Materials provided
····················

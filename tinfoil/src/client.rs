//! Secure transport client.
//!
//! Ties the whole pipeline together: assemble an attestation bundle,
//! verify it, then serve requests over a transport keyed by the attested
//! material. `ready()` is single-flight — concurrent callers share one
//! attestation pass — and a server-side HPKE key rotation triggers
//! exactly one automatic re-attestation and retry.

use std::sync::Arc;
use std::time::Duration;

use async_trait::async_trait;

use crate::attestation::AttestationResponse;
use crate::bundle::{AttestationBundle, BundleAssembler, ATC_BASE_URL, DEFAULT_CONFIG_REPO};
use crate::chain::AmdRoots;
use crate::ehbp::{Identity, RequestInit, SessionToken, Transport, TransportResponse};
use crate::error::{Result, TinfoilError};
use crate::pinned::PinnedTlsClient;
use crate::policy::ValidationOptions;
use crate::sigstore::TrustRoot;
use crate::verify::{StepStatus, VerificationDocument, Verifier};

/// Delay before the one automatic retry of a failed attestation pass.
const READY_RETRY_DELAY: Duration = Duration::from_secs(1);

/// Which transport carries request bodies to the enclave.
#[derive(Debug, Clone, Copy, PartialEq, Eq, Default)]
pub enum TransportMode {
    /// Encrypted HTTP bodies under the attested HPKE key.
    #[default]
    Ehbp,
    /// Plain HTTPS pinned to the attested TLS key fingerprint.
    Tls,
}

/// Secure client configuration.
#[derive(Debug, Clone, Default)]
pub struct SecureClientConfig {
    /// Base URL for requests; defaults to `{enclave}/v1/`.
    pub base_url: Option<String>,
    /// Pin a specific enclave instead of router discovery. Must be https.
    pub enclave_url: Option<String>,
    /// GitHub repository whose releases define the expected measurement.
    pub config_repo: Option<String>,
    /// Transport for request bodies.
    pub transport: TransportMode,
    /// Base URL of a centralized attestation server handing back
    /// pre-assembled bundles.
    pub attestation_bundle_url: Option<String>,
}

/// Client lifecycle state.
#[derive(Debug, Clone, Copy, PartialEq, Eq, Default)]
pub enum ClientStatus {
    #[default]
    Uninitialized,
    Initializing,
    Ready,
    Failed,
}

/// A verified transport session.
#[async_trait]
pub trait SecureSession: Send + Sync {
    async fn request(&self, url: &str, init: &RequestInit) -> Result<TransportResponse>;

    /// Recovery token for the most recent request, when the transport
    /// supports one.
    fn recovery_token(&self) -> Option<SessionToken> {
        None
    }
}

struct EhbpSession {
    transport: Transport,
}

#[async_trait]
impl SecureSession for EhbpSession {
    async fn request(&self, url: &str, init: &RequestInit) -> Result<TransportResponse> {
        self.transport.request(url, init).await
    }

    fn recovery_token(&self) -> Option<SessionToken> {
        self.transport.recovery_token()
    }
}

struct PinnedSession {
    client: PinnedTlsClient,
}

#[async_trait]
impl SecureSession for PinnedSession {
    async fn request(&self, url: &str, init: &RequestInit) -> Result<TransportResponse> {
        self.client.request(url, init).await
    }
}

/// Outcome of one attestation pass: the audit document is always
/// present, even when verification failed.
pub struct AttestationOutcome {
    pub document: VerificationDocument,
    pub verified: Result<VerifiedAttestation>,
}

/// The attested material a session is built from.
pub struct VerifiedAttestation {
    pub response: AttestationResponse,
    pub enclave_domain: String,
}

/// Seam for the full fetch-and-verify pass, so tests can count passes.
#[async_trait]
pub trait Attestor: Send + Sync {
    async fn attest(&self, config: &SecureClientConfig) -> AttestationOutcome;
}

/// Production attestor: assemble a bundle, verify it.
pub struct BundleAttestor {
    assembler: BundleAssembler,
    roots: AmdRoots,
    trust_root: TrustRoot,
    options: ValidationOptions,
}

impl BundleAttestor {
    pub fn new() -> Self {
        Self::with_trust(
            BundleAssembler::new(),
            AmdRoots::bundled(),
            TrustRoot::bundled().clone(),
            ValidationOptions::default(),
        )
    }

    /// Attestor with explicit trust anchors (air-gapped roots, tests).
    pub fn with_trust(
        assembler: BundleAssembler,
        roots: AmdRoots,
        trust_root: TrustRoot,
        options: ValidationOptions,
    ) -> Self {
        Self {
            assembler,
            roots,
            trust_root,
            options,
        }
    }

    async fn fetch_bundle(
        &self,
        config: &SecureClientConfig,
        repo: &str,
        doc: &mut VerificationDocument,
    ) -> Result<AttestationBundle> {
        if let Some(atc) = &config.attestation_bundle_url {
            return self
                .assembler
                .fetch_from_atc(atc, config.enclave_url.as_deref(), config.config_repo.as_deref())
                .await;
        }
        if let Some(enclave_url) = &config.enclave_url {
            return self.assembler.assemble(&host_of(enclave_url), repo).await;
        }
        let router = self.assembler.select_router(ATC_BASE_URL).await?;
        doc.selected_router_endpoint = Some(router.clone());
        self.assembler.assemble(&router, repo).await
    }
}

impl Default for BundleAttestor {
    fn default() -> Self {
        Self::new()
    }
}

#[async_trait]
impl Attestor for BundleAttestor {
    async fn attest(&self, config: &SecureClientConfig) -> AttestationOutcome {
        let repo = config
            .config_repo
            .clone()
            .unwrap_or_else(|| DEFAULT_CONFIG_REPO.to_string());
        let mut document = VerificationDocument::new(&repo, "");

        let bundle = match self.fetch_bundle(config, &repo, &mut document).await {
            Ok(bundle) => bundle,
            Err(error) => {
                document.steps.fetch_digest.status = StepStatus::Failed;
                document.steps.fetch_digest.error = Some(error.to_string());
                return AttestationOutcome {
                    document,
                    verified: Err(error),
                };
            }
        };

        let verifier = Verifier::with_trust(
            &repo,
            self.roots.clone(),
            self.trust_root.clone(),
            self.options.clone(),
        );
        let verified = verifier
            .verify_bundle(&bundle, &mut document)
            .map(|response| VerifiedAttestation {
                response,
                enclave_domain: bundle.domain.clone(),
            });
        AttestationOutcome { document, verified }
    }
}

#[derive(Default)]
struct ClientState {
    status: ClientStatus,
    session: Option<Arc<dyn SecureSession>>,
    document: Option<VerificationDocument>,
    base_url: Option<String>,
    enclave_url: Option<String>,
}

type SessionFactory =
    dyn Fn(&AttestationResponse, &str, TransportMode) -> Result<Arc<dyn SecureSession>>
        + Send
        + Sync;

/// Verified client for a confidential inference enclave.
pub struct SecureClient {
    config: SecureClientConfig,
    attestor: Arc<dyn Attestor>,
    session_factory: Box<SessionFactory>,
    state: tokio::sync::Mutex<ClientState>,
}

impl std::fmt::Debug for SecureClient {
    fn fmt(&self, f: &mut std::fmt::Formatter<'_>) -> std::fmt::Result {
        f.debug_struct("SecureClient").finish_non_exhaustive()
    }
}

impl SecureClient {
    /// Build a client, validating the configuration eagerly.
    pub fn new(config: SecureClientConfig) -> Result<Self> {
        Self::with_attestor(config, Arc::new(BundleAttestor::new()))
    }

    /// Build a client with a custom attestation pass.
    pub fn with_attestor(config: SecureClientConfig, attestor: Arc<dyn Attestor>) -> Result<Self> {
        Self::with_parts(config, attestor, Box::new(default_session_factory))
    }

    fn with_parts(
        config: SecureClientConfig,
        attestor: Arc<dyn Attestor>,
        session_factory: Box<SessionFactory>,
    ) -> Result<Self> {
        if let Some(url) = &config.enclave_url {
            if !url.starts_with("https://") {
                return Err(TinfoilError::Configuration(format!(
                    "enclaveURL must use https://, got {url}"
                )));
            }
        }
        if config.config_repo.is_some() && config.enclave_url.is_none() {
            return Err(TinfoilError::Configuration(
                "configRepo requires enclaveURL: the central assembly path ignores a custom repo"
                    .to_string(),
            ));
        }
        if config.enclave_url.is_some() && config.config_repo.is_none() {
            tracing::warn!(
                "enclaveURL set without configRepo; verifying against the default repository"
            );
        }

        Ok(Self {
            config,
            attestor,
            session_factory,
            state: tokio::sync::Mutex::new(ClientState::default()),
        })
    }

    /// Run (or join) the attestation pass and build the session.
    ///
    /// Single-flight: concurrent callers serialize on the client state
    /// and observe the outcome of one pass. A transient fetch or
    /// attestation failure is retried once after a fixed delay; any
    /// other error propagates immediately.
    pub async fn ready(&self) -> Result<()> {
        let mut state = self.state.lock().await;
        if state.status == ClientStatus::Ready {
            return Ok(());
        }

        *state = ClientState::default();
        state.status = ClientStatus::Initializing;

        let mut outcome = self.attestor.attest(&self.config).await;
        if let Err(error) = &outcome.verified {
            if matches!(
                error,
                TinfoilError::Fetch { .. } | TinfoilError::Attestation { .. }
            ) {
                tracing::warn!(error = %error, "attestation pass failed; retrying once");
                *state = ClientState::default();
                state.status = ClientStatus::Initializing;
                tokio::time::sleep(READY_RETRY_DELAY).await;
                outcome = self.attestor.attest(&self.config).await;
            }
        }

        match outcome.verified {
            Ok(verified) => {
                let enclave_url = self
                    .config
                    .enclave_url
                    .clone()
                    .unwrap_or_else(|| format!("https://{}", verified.enclave_domain));
                let base_url = self
                    .config
                    .base_url
                    .clone()
                    .unwrap_or_else(|| format!("{}/v1/", enclave_url.trim_end_matches('/')));

                let session = match (self.session_factory)(
                    &verified.response,
                    &base_url,
                    self.config.transport,
                ) {
                    Ok(session) => session,
                    Err(error) => {
                        state.document = Some(outcome.document);
                        state.status = ClientStatus::Failed;
                        return Err(error);
                    }
                };

                state.session = Some(session);
                state.document = Some(outcome.document);
                state.base_url = Some(base_url);
                state.enclave_url = Some(enclave_url);
                state.status = ClientStatus::Ready;
                Ok(())
            }
            Err(error) => {
                state.document = Some(outcome.document);
                state.status = ClientStatus::Failed;
                Err(error)
            }
        }
    }

    /// Issue a request through the verified session.
    ///
    /// `input` may be a full URL or a path joined onto the base URL.
    /// A [`TinfoilError::KeyConfigMismatch`] — the server rotated its
    /// HPKE keys and did not accept the request — triggers exactly one
    /// reset, re-attestation, and retry. Every other error propagates
    /// unchanged.
    pub async fn fetch(&self, input: &str, init: RequestInit) -> Result<TransportResponse> {
        self.ready().await?;
        let (session, url) = self.session_and_url(input).await?;

        match session.request(&url, &init).await {
            Err(TinfoilError::KeyConfigMismatch) => {
                tracing::info!("server rotated HPKE keys; re-attesting and retrying once");
                self.reset().await;
                self.ready().await?;
                let (session, url) = self.session_and_url(input).await?;
                session.request(&url, &init).await
            }
            other => other,
        }
    }

    async fn session_and_url(&self, input: &str) -> Result<(Arc<dyn SecureSession>, String)> {
        let state = self.state.lock().await;
        let session = state
            .session
            .clone()
            .ok_or_else(|| TinfoilError::Configuration("client is not ready".to_string()))?;
        let url = if input.starts_with("http://") || input.starts_with("https://") {
            input.to_string()
        } else {
            let base = state.base_url.clone().unwrap_or_default();
            format!(
                "{}/{}",
                base.trim_end_matches('/'),
                input.trim_start_matches('/')
            )
        };
        Ok((session, url))
    }

    /// Drop all derived state and return to `Uninitialized`.
    pub async fn reset(&self) {
        let mut state = self.state.lock().await;
        *state = ClientState::default();
    }

    pub async fn status(&self) -> ClientStatus {
        self.state.lock().await.status
    }

    /// The latest verification document, if a pass has run.
    pub async fn verification_document(&self) -> Option<VerificationDocument> {
        self.state.lock().await.document.clone()
    }

    /// Resolved base URL; `None` until `ready()` succeeds or after
    /// `reset()`.
    pub async fn get_base_url(&self) -> Option<String> {
        self.state.lock().await.base_url.clone()
    }

    /// Resolved enclave URL; `None` until `ready()` succeeds or after
    /// `reset()`.
    pub async fn get_enclave_url(&self) -> Option<String> {
        self.state.lock().await.enclave_url.clone()
    }

    /// Recovery token from the current session's latest request.
    pub async fn recovery_token(&self) -> Option<SessionToken> {
        let state = self.state.lock().await;
        state.session.as_ref().and_then(|s| s.recovery_token())
    }
}

fn default_session_factory(
    response: &AttestationResponse,
    base_url: &str,
    mode: TransportMode,
) -> Result<Arc<dyn SecureSession>> {
    match mode {
        TransportMode::Ehbp => {
            let identity = Identity::from_public_key_hex(&response.hpke_public_key)?;
            let transport = Transport::new(identity, &host_of(base_url));
            Ok(Arc::new(EhbpSession { transport }))
        }
        TransportMode::Tls => {
            let client = PinnedTlsClient::new(&response.tls_public_key_fingerprint)?;
            Ok(Arc::new(PinnedSession { client }))
        }
    }
}

/// Host portion of a URL, without scheme, path, or port.
fn host_of(url: &str) -> String {
    let without_scheme = url
        .strip_prefix("https://")
        .or_else(|| url.strip_prefix("http://"))
        .unwrap_or(url);
    without_scheme
        .split(['/', ':'])
        .next()
        .unwrap_or_default()
        .to_string()
}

····················

Task objective
What lines in the material include the string "reset"? Pull each one out.

Your response
    /// reset, re-attestation, and retry. Every other error propagates
                self.reset().await;
    pub async fn reset(&self) {
    /// `reset()`.
    /// `reset()`.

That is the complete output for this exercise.